In conditional probability, we are interested in calculating the probability of an event when taking into account some knowledge that we have. Recall that $\mathbb{P}(A)$ denotes the probability of event $A$, which represents our belief on how likely event $A$ will occur. Now we know another event $B$ has occurred. Taking this new piece of information into account, what is the probability of event $A$ to occur? That is basically the probability of $A$ given $B$, denoted by:
$$\mathbb{P}(A|B)$$
We could look at the following Venn diagram:
Before we know anything or have any information, we think the probability of $A$ to occur is $\mathbb{P}(A)$, which can be treated as the ratio of the areas between the ellipse $A$ and the rectangle. When we know that $B$ has occurred, all of a sudden we are living in a universe where $B$ has already occurred. That’s is a fact now, and everything outside the ellipse $B$ becomes irrelevant. Our new sample space becomes $B$. Now we ask what is the probability of $A$, that is, $\mathbb{P}(A|B)$. In this case, it is the ratio of the blue area and the ellipse $B$. Therefore, it is straightforward to see:
$$\mathbb{P}(A|B)=\cfrac{\mathbb{P}(A \cap B)}{\mathbb{P}(B)} \textmd{, } \mathbb{P}(B) \neq 0$$
You see, there are three different probabilities in the above equation: $\mathbb{P}(A \cap B)$, $\mathbb{P}(B)$ and $\mathbb{P}(A|B)$. We are going to introduce how to calculate each of them. In addition, the new probability $\mathbb{P}(A|B)$ may or may not be the same as $\mathbb{P}(A)$, value-wise. We will see why we care about it in future.
When dealing with the conditional probability, remember that it is just normal probability in a new universe or a different (often smaller) sample space. For those properties we have in the normal probability, we also have them in the conditional probability.
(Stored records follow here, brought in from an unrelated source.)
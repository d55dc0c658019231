#![warn(missing_docs)]
//! The `phylodiff` binary is a command line tool, using the `[phylodiff]` crate.
//! It compares two phylogenetic trees clade by clade and reports mismatches in the terminal.

use clap::{CommandFactory, Parser};
use clap_complete::generate;
use itertools::Itertools;
use phylodiff::{
    diff::{robinson_foulds, treediff, DiffEntry, DiffOptions, DiffSummary, LeafAttr, LeafSet},
    tree::{Tree, TreeError},
};
use serde::Serialize;
use std::{
    error::Error,
    io,
    path::{Path, PathBuf},
};
use tinytemplate::{format_unescaped, TinyTemplate};
use tracing::{info, Dispatch};
use tracing_subscriber::EnvFilter;

/// contains the struct representing the command line arguments
/// parsed by [`clap`] and used to execute this binary
pub mod cli;

use cli::Report;

const DIFFS_TAB: &str = "#Dist\t{branch_header}Size1\tSize2\tndiffs\tDiff\trefTree\ttargetTree
{{ for row in rows }}{row.distance}\t{row.branch}{row.size1}\t{row.size2}\t{row.ndiffs}\t{row.diff}\t{row.ref_leaves}\t{row.target_leaves}
{{ endfor }}";

const SUMMARY: &str = "{total_distance}\t{branch}{mismatches}\t{rf}\t{rf_max}\n";

#[derive(Serialize)]
struct Row {
    distance: f64,
    branch: String,
    size1: usize,
    size2: usize,
    ndiffs: usize,
    diff: String,
    ref_leaves: String,
    target_leaves: String,
}

#[derive(Serialize)]
struct TabContext {
    branch_header: String,
    rows: Vec<Row>,
}

#[derive(Serialize)]
struct SummaryContext {
    total_distance: String,
    branch: String,
    mismatches: usize,
    rf: usize,
    rf_max: usize,
}

fn sepstring(leaves: &LeafSet, sep: &str) -> String {
    leaves.iter().join(sep)
}

fn build_dispatch(quiet: bool) -> Dispatch {
    let filter = if quiet {
        EnvFilter::new("warn")
    } else {
        EnvFilter::try_from_default_env().unwrap_or_else(|_| EnvFilter::new("info"))
    };
    let subscriber = tracing_subscriber::fmt()
        .with_env_filter(filter)
        .with_writer(io::stderr)
        .without_time()
        .with_target(false)
        .finish();

    Dispatch::new(subscriber)
}

/// Ladderizes a subtree copy and names its leaves after their identity,
/// marking the ones that differ.
fn relabel(tree: &mut Tree, attr: &LeafAttr, diff: &LeafSet) -> Result<(), TreeError> {
    tree.ladderize()?;
    for leaf in tree.get_leaves() {
        let node = tree.get_mut(&leaf)?;
        let identity = attr.value(node).unwrap_or_default().to_string();
        let label = if diff.contains(&identity) {
            format!("{identity} ***")
        } else {
            identity
        };
        node.set_name(label);
    }

    Ok(())
}

/// Keeps the rightmost `max_width` columns of a drawing so leaf labels stay visible
fn trim_drawing(drawing: &str, max_width: usize) -> String {
    let width = drawing
        .lines()
        .map(|line| line.chars().count())
        .max()
        .unwrap_or_default();
    if width <= max_width {
        return drawing.to_string();
    }

    let start = width - max_width;
    drawing
        .lines()
        .map(|line| line.chars().skip(start).collect::<String>())
        .join("\n")
}

fn show_topology(
    table: Vec<DiffEntry>,
    ref_attr: &LeafAttr,
    target_attr: &LeafAttr,
    max_width: usize,
) -> Result<(), TreeError> {
    let mut total = 0.0;
    let n_entries = table.len();
    for mut entry in table {
        total += entry.distance;
        relabel(&mut entry.ref_subtree, ref_attr, &entry.difference)?;
        relabel(&mut entry.target_subtree, target_attr, &entry.difference)?;

        let label = |node: &phylodiff::tree::Node| node.name.clone().unwrap_or_else(|| "+".into());
        let branch = entry
            .branch_distance
            .map(|d| format!("\tBranch Dist: {d:.6}"))
            .unwrap_or_default();

        println!(
            "Dist: {:.6}{branch}\t#Diffs: {}/{} ({})",
            entry.distance,
            entry.ref_leaves.len(),
            entry.target_leaves.len(),
            entry.difference.len()
        );
        let reference = trim_drawing(&entry.ref_subtree.render_with(label)?, max_width);
        let target = trim_drawing(&entry.target_subtree.render_with(label)?, max_width);
        println!("Reference:\n{reference}");
        println!("Target:\n{target}");
    }
    info!("Total distance:\t{total:.4}\tMismatching nodes:\t{n_entries}");

    Ok(())
}

fn show_diffs(table: &[DiffEntry]) {
    let has_branch = table.iter().any(|e| e.branch_distance.is_some());
    if has_branch {
        println!(
            "{:<10}\t{:<11}\t{:<5}\t{:<5}\t{:<6}\tDiff",
            "Dist", "Branch Dist", "Size1", "Size2", "ndiffs"
        );
    } else {
        println!(
            "{:<10}\t{:<5}\t{:<5}\t{:<6}\tDiff",
            "Dist", "Size1", "Size2", "ndiffs"
        );
    }
    for entry in table {
        let branch = entry
            .branch_distance
            .map(|d| format!("{d:<11.6}\t"))
            .unwrap_or_default();
        println!(
            "{:<10.6}\t{branch}{:<5}\t{:<5}\t{:<6}\t{}",
            entry.distance,
            entry.ref_leaves.len(),
            entry.target_leaves.len(),
            entry.difference.len(),
            sepstring(&entry.difference, ", ")
        );
    }
}

fn show_diffs_tab(table: &[DiffEntry]) -> Result<String, tinytemplate::error::Error> {
    let has_branch = table.iter().any(|e| e.branch_distance.is_some());
    let rows = table
        .iter()
        .map(|entry| Row {
            distance: entry.distance,
            branch: entry
                .branch_distance
                .map(|d| format!("{d}\t"))
                .unwrap_or_default(),
            size1: entry.ref_leaves.len(),
            size2: entry.target_leaves.len(),
            ndiffs: entry.difference.len(),
            diff: sepstring(&entry.difference, "|"),
            ref_leaves: sepstring(&entry.ref_leaves, "|"),
            target_leaves: sepstring(&entry.target_leaves, "|"),
        })
        .collect();
    let ctx = TabContext {
        branch_header: if has_branch { "Branch Dist\t".into() } else { String::new() },
        rows,
    };

    let mut tt = TinyTemplate::new();
    tt.set_default_formatter(&format_unescaped);
    tt.add_template("diffs_tab", DIFFS_TAB)?;
    tt.render("diffs_tab", &ctx)
}

fn show_summary(summary: &DiffSummary) -> Result<String, tinytemplate::error::Error> {
    let header = match summary.total_branch_distance {
        Some(_) => ["Dist", "Branch Dist", "Mismatches", "RF", "maxRF"].join("\t"),
        None => ["Dist", "Mismatches", "RF", "maxRF"].join("\t"),
    };
    info!("\n{header}");

    let ctx = SummaryContext {
        total_distance: format!("{:.6}", summary.total_distance),
        branch: summary
            .total_branch_distance
            .map(|d| format!("{d:.6}\t"))
            .unwrap_or_default(),
        mismatches: summary.mismatches,
        rf: summary.rf,
        rf_max: summary.rf_max,
    };

    let mut tt = TinyTemplate::new();
    tt.set_default_formatter(&format_unescaped);
    tt.add_template("summary", SUMMARY)?;
    tt.render("summary", &ctx)
}

/// Settings of the report printed for every pair of trees
struct ReportOptions {
    report: Report,
    max_width: usize,
}

fn run_diff(
    reftree: &Path,
    target: &Path,
    (t1, t2): (&Tree, &Tree),
    (ref_attr, target_attr): (&LeafAttr, &LeafAttr),
    report: &ReportOptions,
    options: &DiffOptions,
) -> Result<(), Box<dyn Error>> {
    info!(
        "Comparing (Reference) {} and (Target) {}",
        reftree.display(),
        target.display()
    );
    let mut table = treediff(t1, t2, ref_attr, target_attr, options)?;
    if table.is_empty() {
        info!(
            "Difference between (Reference) {} and (Target) {} returned no results",
            reftree.display(),
            target.display()
        );
        return Ok(());
    }

    match report.report {
        Report::Topology => {
            table.sort_by(|a, b| b.distance.total_cmp(&a.distance));
            show_topology(table, ref_attr, target_attr, report.max_width)?;
        }
        Report::Diffs => show_diffs(&table),
        Report::DiffsTab => print!("{}", show_diffs_tab(&table)?),
        Report::Summary => {
            let rf = robinson_foulds(t1, t2, ref_attr, target_attr)?;
            print!("{}", show_summary(&DiffSummary::new(&table, rf))?);
        }
    }

    Ok(())
}

fn run_all(
    reftrees: &[PathBuf],
    targets: &[PathBuf],
    attrs: (&LeafAttr, &LeafAttr),
    report: &ReportOptions,
    options: &DiffOptions,
) -> Result<(), Box<dyn Error>> {
    let target_trees = targets
        .iter()
        .map(|path| Tree::from_file(path))
        .collect::<Result<Vec<_>, _>>()?;

    for reftree in reftrees {
        let t1 = Tree::from_file(reftree)?;
        for (target, t2) in targets.iter().zip(target_trees.iter()) {
            run_diff(reftree, target, (&t1, t2), attrs, report, options)?;
        }
    }

    Ok(())
}

fn main() -> Result<(), Box<dyn Error>> {
    match cli::Args::parse().command {
        cli::Commands::Diff {
            reftrees,
            targets,
            ref_attr,
            target_attr,
            fullsearch,
            distance,
            branch_distance,
            report,
            max_width,
            cpu,
            progress,
            quiet,
        } => {
            let dispatch = build_dispatch(quiet);
            let options = DiffOptions {
                metric: distance,
                reduce_matrix: fullsearch,
                branch_distance,
                jobs: cpu,
                progress,
                dispatch: Some(dispatch.clone()),
            };
            let report = ReportOptions { report, max_width };
            tracing::dispatcher::with_default(&dispatch, || {
                run_all(
                    &reftrees,
                    &targets,
                    (&ref_attr, &target_attr),
                    &report,
                    &options,
                )
            })?;
        }
        cli::Commands::Completion { shell } => {
            let mut cmd = cli::Args::command();
            let name = cmd.get_name().to_string();
            generate(shell, &mut cmd, name, &mut io::stdout());
        }
    }

    Ok(())
}
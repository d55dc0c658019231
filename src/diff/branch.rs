//! Branch length based distances between matched clades.
//!
//! Both functions measure lengths up to the root of the whole tree a clade
//! belongs to, not up to the clade root.

use std::collections::{BTreeMap, HashSet};

use accurate::sum::NaiveSum;
use accurate::traits::*;
use clap::ValueEnum;
use itertools::Itertools;
use ndarray::Array2;

use super::clade::Clade;
use super::DiffError;
use crate::tree::{EdgeLength, NodeId};

/// Secondary distances between matched clades
#[derive(Debug, Clone, Copy, PartialEq, Eq, ValueEnum)]
pub enum BranchDistance {
    /// Difference of summed root distances of unmatched leaves
    PathSum,
    /// Norm of the difference of leaf to leaf distance matrices
    Cophenetic,
}

impl BranchDistance {
    /// Computes the distance between two matched clades
    pub fn distance(&self, reference: &Clade<'_>, target: &Clade<'_>) -> Result<f64, DiffError> {
        match self {
            Self::PathSum => path_sum_difference(reference, target),
            Self::Cophenetic => cophenetic_difference(reference, target),
        }
    }
}

/// `(identity, root distance)` of every non root leaf of a clade
fn leaf_root_distances<'a>(clade: &Clade<'a>) -> Result<Vec<(&'a str, EdgeLength)>, DiffError> {
    let tree = clade.tree();
    let mut distances = vec![];
    for leaf in tree.get_subtree_leaves(&clade.node)? {
        if tree.get(&leaf)?.is_root() {
            continue;
        }
        let distance = tree.get_root_distance(&leaf)?;
        for identity in clade.cache().leaf_set(&leaf)?.iter() {
            if !distances.contains(&(identity.as_str(), distance)) {
                distances.push((identity.as_str(), distance));
            }
        }
    }

    Ok(distances)
}

/// Absolute difference between the summed root distances of the leaves
/// that are not found, at the same root distance, in the other clade.
/// ```
/// use phylodiff::diff::{path_sum_difference, CladeCache, LeafAttr};
/// use phylodiff::tree::Tree;
///
/// let a = Tree::from_newick("(A:1,(B:1,C:2):1);").unwrap();
/// let b = Tree::from_newick("(A:1,(B:1,D:0.5):1);").unwrap();
/// let ca = CladeCache::build(&a, LeafAttr::Name).unwrap();
/// let cb = CladeCache::build(&b, LeafAttr::Name).unwrap();
///
/// // C is 3 away from the root and D 1.5
/// let d = path_sum_difference(&ca.root_clade(), &cb.root_clade()).unwrap();
/// assert_eq!(d, 1.5);
/// ```
pub fn path_sum_difference(reference: &Clade<'_>, target: &Clade<'_>) -> Result<f64, DiffError> {
    let ref_leaves = leaf_root_distances(reference)?;
    let target_leaves = leaf_root_distances(target)?;

    let unique_sum = |leaves: &[(&str, f64)], other: &[(&str, f64)]| {
        leaves
            .iter()
            .filter(|leaf| !other.contains(leaf))
            .map(|(_, distance)| *distance)
            .sum_with_accumulator::<NaiveSum<f64>>()
    };

    Ok((unique_sum(&ref_leaves, &target_leaves) - unique_sum(&target_leaves, &ref_leaves)).abs())
}

/// Leaf to leaf distances of a clade over a shared leaf universe.
/// Leaves missing from the clade get rows and columns of zeros.
fn cophenetic_matrix(clade: &Clade<'_>, universe: &[&String]) -> Result<Array2<f64>, DiffError> {
    let tree = clade.tree();

    // Nodes between each leaf and the root, root excluded
    let mut paths: BTreeMap<&str, HashSet<NodeId>> = BTreeMap::new();
    for leaf in tree.get_subtree_leaves(&clade.node)? {
        let path: HashSet<NodeId> = tree
            .get_path_from_root(&leaf)?
            .into_iter()
            .skip(1)
            .collect();
        if path.is_empty() {
            continue;
        }
        for identity in clade.cache().leaf_set(&leaf)?.iter() {
            paths.insert(identity.as_str(), path.clone());
        }
    }

    let n = universe.len();
    let mut matrix = Array2::zeros((n, n));
    for (i, j) in (0..n).tuple_combinations() {
        let (Some(path_i), Some(path_j)) = (
            paths.get(universe[i].as_str()),
            paths.get(universe[j].as_str()),
        ) else {
            continue;
        };
        let mut lengths = vec![];
        for node in path_i.symmetric_difference(path_j) {
            lengths.push(tree.get(node)?.branch_length());
        }
        let distance = lengths.into_iter().sum_with_accumulator::<NaiveSum<f64>>();
        matrix[[i, j]] = distance;
        matrix[[j, i]] = distance;
    }

    Ok(matrix)
}

/// Frobenius norm of the difference between the leaf to leaf distance
/// matrices of both clades, computed over the union of their leaves.
/// ```
/// use phylodiff::diff::{cophenetic_difference, CladeCache, LeafAttr};
/// use phylodiff::tree::Tree;
///
/// let a = Tree::from_newick("(A:1,B:1);").unwrap();
/// let b = Tree::from_newick("(A:1,B:3);").unwrap();
/// let ca = CladeCache::build(&a, LeafAttr::Name).unwrap();
/// let cb = CladeCache::build(&b, LeafAttr::Name).unwrap();
///
/// // A-B is 2 in the first tree and 4 in the second
/// let d = cophenetic_difference(&ca.root_clade(), &cb.root_clade()).unwrap();
/// assert!((d - 8f64.sqrt()).abs() < 1e-12);
/// ```
pub fn cophenetic_difference(reference: &Clade<'_>, target: &Clade<'_>) -> Result<f64, DiffError> {
    let universe: Vec<&String> = reference.leaves().union(target.leaves()).collect();

    let difference =
        cophenetic_matrix(reference, &universe)? - cophenetic_matrix(target, &universe)?;

    Ok(difference.mapv(|v| v * v).sum().sqrt())
}
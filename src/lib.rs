//! Structural differences between rooted phylogenetic trees.
//!
//! Trees are read into the arena based [`tree::Tree`] struct, then compared
//! clade by clade with [`diff::treediff`]: every subtree of the reference tree
//! is matched with the most similar subtree of the target tree and the leaves
//! that prevent an exact match are reported.
//!
//! ```
//! use phylodiff::diff::{treediff, DiffOptions, LeafAttr};
//! use phylodiff::tree::Tree;
//!
//! let reference = Tree::from_newick("((A,B),(C,D));").unwrap();
//! let target = Tree::from_newick("((A,B),(C,E));").unwrap();
//!
//! let table = treediff(
//!     &reference,
//!     &target,
//!     &LeafAttr::Name,
//!     &LeafAttr::Name,
//!     &DiffOptions::default(),
//! )
//! .unwrap();
//!
//! assert!(table.iter().all(|entry| entry.difference.contains("D")));
//! ```

use std::collections::VecDeque;

use rand::prelude::*;

use tree::{Node, Tree, TreeError};

pub mod diff;
pub mod tree;

/// Genereates a random binary tree of a given size. Branch lengths are uniformly distributed
pub fn generate_tree(n_leaves: usize, brlens: bool) -> Result<Tree, TreeError> {
    let mut tree = Tree::new();
    let mut rng = thread_rng();
    tree.add(Node::new());

    let mut next_deq = VecDeque::new();
    next_deq.push_back(0);

    for _ in 1..n_leaves {
        let parent_id = if rng.gen_bool(0.5) {
            next_deq.pop_front()
        } else {
            next_deq.pop_back()
        }
        .ok_or(TreeError::IsEmpty)?;
        let l1: Option<f64> = if brlens { Some(rng.gen()) } else { None };
        let l2: Option<f64> = if brlens { Some(rng.gen()) } else { None };
        next_deq.push_back(tree.add_child(Node::new(), parent_id, l1)?);
        next_deq.push_back(tree.add_child(Node::new(), parent_id, l2)?);
    }

    for (i, id) in next_deq.iter().enumerate() {
        tree.get_mut(id)?.set_name(format!("Tip_{i}"));
    }

    Ok(tree)
}

/// Generates a caterpillar tree by adding children to the last node addesd to the tree
/// until we reach the desired numebr of leaves. Branch lengths are uniformly distributed
pub fn generate_caterpillar(n_leaves: usize, brlens: bool) -> Result<Tree, TreeError> {
    let mut tree = Tree::new();
    let mut rng = thread_rng();
    tree.add(Node::new());

    let mut parent = 0;
    for i in 1..n_leaves {
        let parent_bkp = parent;
        let l1: Option<f64> = if brlens { Some(rng.gen()) } else { None };
        let l2: Option<f64> = if brlens { Some(rng.gen()) } else { None };
        if i == n_leaves - 1 {
            // Adding tip
            tree.add_child(Node::new_named(&format!("Tip_{i}")), parent, l1)?;
            tree.add_child(Node::new_named(&format!("Tip_{}", i + 1)), parent, l2)?;
        } else {
            // Adding parent node
            parent = tree.add_child(Node::new(), parent, l1)?;
            tree.add_child(Node::new_named(&format!("Tip_{i}")), parent_bkp, l2)?;
        }
    }

    Ok(tree)
}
For example, for all the probability axioms, we have a conditional version of each of them:
- Nonnegativity: $\mathbb{P}(A|C) \geqslant 0$, for every event $A$
- Normalisation: $\mathbb{P}(\Omega|C) = 1$
- Additivity: If $A$ and $B$ are disjoint given $C$ has occurred ($A \cap B|C = \varnothing$), then: $$\mathbb{P}(A \cup B | C) = \mathbb{P}(A|C) + \mathbb{P}(B|C)$$
During the lecture we used the “virus detection” example to showcase how sometimes conditional probabilities can provide counterintuitive results. However, if we adjust our way of thinking, we will see that the results not only make sense, but help us approach real-life problems in a more rational way as well.